Distal RTA (dRTA) leading to recurrent hypokalemia and paresis as an initial manifestation of primary Sjogren's syndrome (pSS) is well-known but not commonly reported (1), as pSS is one of the secondary causes of dRTA. Primary Sjogren's syndrome (pSS) is an autoimmune disease in which the immune system targets moisture-producing glands and causes dryness in the mouth and eyes, which is the most common presenting symptom. In this paper, we report a case of recurrent flaccid quadriparesis due to dRTA as a presenting symptom of a patient who, upon evaluation, was diagnosed to have pSS.

Case report

A 45-year-old female presented with complaints of rapidly progressive weakness in all 4 limbs, which weakness reached its maximum extent within 6 hours of admission. She had a history ofmultiple similar episodes in the 5 years prior to her visit, which improved on treatment without any residual weakness. However, no cause for the same was determined, and according to the patient, she was not on regular follow-up. During the current presentation, she also related a history of dry mouth and eyes, with Raynaud's phenomenon involving both the upper limbs (since the previous year), which she had not reported in earlier admissions. She had no family history of similar episodes; no history of drug use (such as might precipitate such an event) was noted.

A physical examination revealed a blood pressure of 124 over 84 mmHg, body temperature of 36.7[degrees]C, and pulse rate of 82 bpm; cardiac and neurological examinations showed that the patient was conscious and oriented, with no cranial nerve involvement or ptosis. Further examination revealed a flaccid paresis (grade 2 of 5) involving both the distal and proximal muscles bilaterally in the upper and lower limbs; associated with that, the patient had diminished patellar and ankle-jerk reflexes (grade 2 for both). There was no evidence of atrophy of the muscles or of sensory, bowel, bladder, or respiratory muscle involvement. Acute inflammatory demyelinating polyradiculoneuropathy (AIDP), hypoKPP, and (in view of the recurrence) Chronic inflammatory demyelinating polyneuropathy (CIDP) were all considered in the differential diagnosis.

Laboratory investigations (Table 1) revealed a serum potassium level of 2.1meq/L (3.5-5.5), a serum chloride level of 116.6 meq/l, an anion gap of 9 meq/L (8-12), and a blood pH of 7.3. Urine pH was 7, with mild albuminuria (1+). A 5-minute Schirmer's test yielded values of 2.28 mm (5mm) in the patient's right eye and 2.42 mm in the left eye. Immunological investigations revealed that the serum titers of anti-Ro/SSA and anti-La/SSB antibodies were significantly raised. The test for antinuclear antibodies (ANA) was positive (1:240), whereas the results for anti-double-stranded deoxyribonucleic acid (anti-dsDNA), anti-Smith (anti-Sm), anti-ribonucleoprotein (anti-RNP), anti-topoisomerase I (anti-Scl-70), rheumatoidfactor (RA), and anti-Jo-1 antibodies were negative. Further, the TSH values were found to be normal.

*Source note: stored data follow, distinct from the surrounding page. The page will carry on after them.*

//! # Bus Interconnect Tests
//!
//! Device registration, address routing, and unclaimed accesses on the primary bus.

use cpn_core::common::{AccessSize, CpnError, Request};
use cpn_core::soc::interconnect::Bus;

use crate::common::mocks::memory::MockMemory;

const RAM_BASE: u64 = 0x8000_0000;

// ══════════════════════════════════════════════════════════
// Helpers
// ══════════════════════════════════════════════════════════

fn make_bus_with_ram() -> Bus {
    let mut bus = Bus::new();
    bus.add_device(Box::new(MockMemory::new("RAM", RAM_BASE, 0x1000)))
        .unwrap();
    bus
}

// ══════════════════════════════════════════════════════════
// 1. Registration
// ══════════════════════════════════════════════════════════

#[test]
fn overlapping_devices_are_rejected() {
    let mut bus = make_bus_with_ram();
    let err = bus
        .add_device(Box::new(MockMemory::new("ROM", RAM_BASE + 0x800, 0x1000)))
        .unwrap_err();
    assert!(matches!(err, CpnError::RangeOverlap { ref name, .. } if name == "ROM"));
    assert_eq!(bus.device_names(), vec!["RAM"]);
}

#[test]
fn adjacent_devices_are_accepted() {
    let mut bus = make_bus_with_ram();
    bus.add_device(Box::new(MockMemory::new("ROM", RAM_BASE + 0x1000, 0x100)))
        .unwrap();
    assert_eq!(bus.device_names(), vec!["RAM", "ROM"]);
}

#[test]
fn empty_device_is_rejected() {
    let mut bus = Bus::new();
    assert!(bus.add_device(Box::new(MockMemory::new("NIL", 0x10, 0))).is_err());
}

#[test]
fn device_wrapping_the_address_space_is_rejected() {
    let mut bus = Bus::new();
    let err = bus
        .add_device(Box::new(MockMemory::new("TOP", u64::MAX - 3, 8)))
        .unwrap_err();
    assert!(matches!(err, CpnError::RangeOverlap { ref name, .. } if name == "TOP"));
}

#[test]
fn device_ending_at_the_top_of_the_address_space_is_routed() {
    let mut bus = make_bus_with_ram();
    bus.add_device(Box::new(MockMemory::new("TOP", u64::MAX - 0xF, 0x10)))
        .unwrap();
    bus.write_u64(u64::MAX - 7, 0x1122_3344).unwrap();
    assert_eq!(bus.read_u64(u64::MAX - 7).unwrap(), 0x1122_3344);
    assert!(bus.is_valid_address(u64::MAX));
    let err = bus
        .access(&Request::read(u64::MAX - 3, AccessSize::Double))
        .unwrap_err();
    assert!(err.is_alignment());

    let err = bus
        .add_device(Box::new(MockMemory::new("LOW", u64::MAX - 0x1F, 0x18)))
        .unwrap_err();
    assert!(matches!(err, CpnError::RangeOverlap { ref name, .. } if name == "LOW"));
}

// ══════════════════════════════════════════════════════════
// 2. Routing
// ══════════════════════════════════════════════════════════

#[test]
fn accesses_use_device_relative_offsets() {
    let mut bus = make_bus_with_ram();
    bus.write_u32(RAM_BASE + 0x10, 0xCAFE_BABE).unwrap();
    assert_eq!(bus.read_u32(RAM_BASE + 0x10).unwrap(), 0xCAFE_BABE);
    assert_eq!(bus.read_u16(RAM_BASE + 0x12).unwrap(), 0xCAFE);
    assert!(bus.is_valid_address(RAM_BASE + 0xFFF));
    assert!(!bus.is_valid_address(RAM_BASE + 0x1000));
}

#[test]
fn unclaimed_reads_return_all_ones() {
    let mut bus = make_bus_with_ram();
    assert_eq!(bus.read_u32(0x1000).unwrap(), 0xFFFF_FFFF);
    assert_eq!(bus.read_u64(0x1000).unwrap(), u64::MAX);
    bus.write_u64(0x1000, 5).unwrap();
}

#[test]
fn access_running_off_a_device_is_rejected() {
    let mut bus = make_bus_with_ram();
    let err = bus
        .access(&Request::read(RAM_BASE + 0xFFC, AccessSize::Double))
        .unwrap_err();
    assert!(err.is_alignment());
}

Based on the above clinical presentation and the attendant laboratory work, a diagnosis of distal RTA (dRTA) due to primary Sjogren's syndrome was made. The patient was started on oral potassium replacement (80meq/day) in the form of potassium citrate, which led to a clinical improvement on day 2; she showed complete recovery on day 5 of admission. She was discharged and is being closely followed up.

Discussion

HypoKPP is a clinical condition characterized by recurrent episodes of skeletal muscle weakness resulting from a decrease in serum potassium levels during symptomatic episodes. The various causes of hypoKPP include thyrotoxicosis, use of diuretics, distal RTA (dRTA)(6%), Gitelman syndrome, liquorice consumption, and primary hyperaldosteronism (2,3).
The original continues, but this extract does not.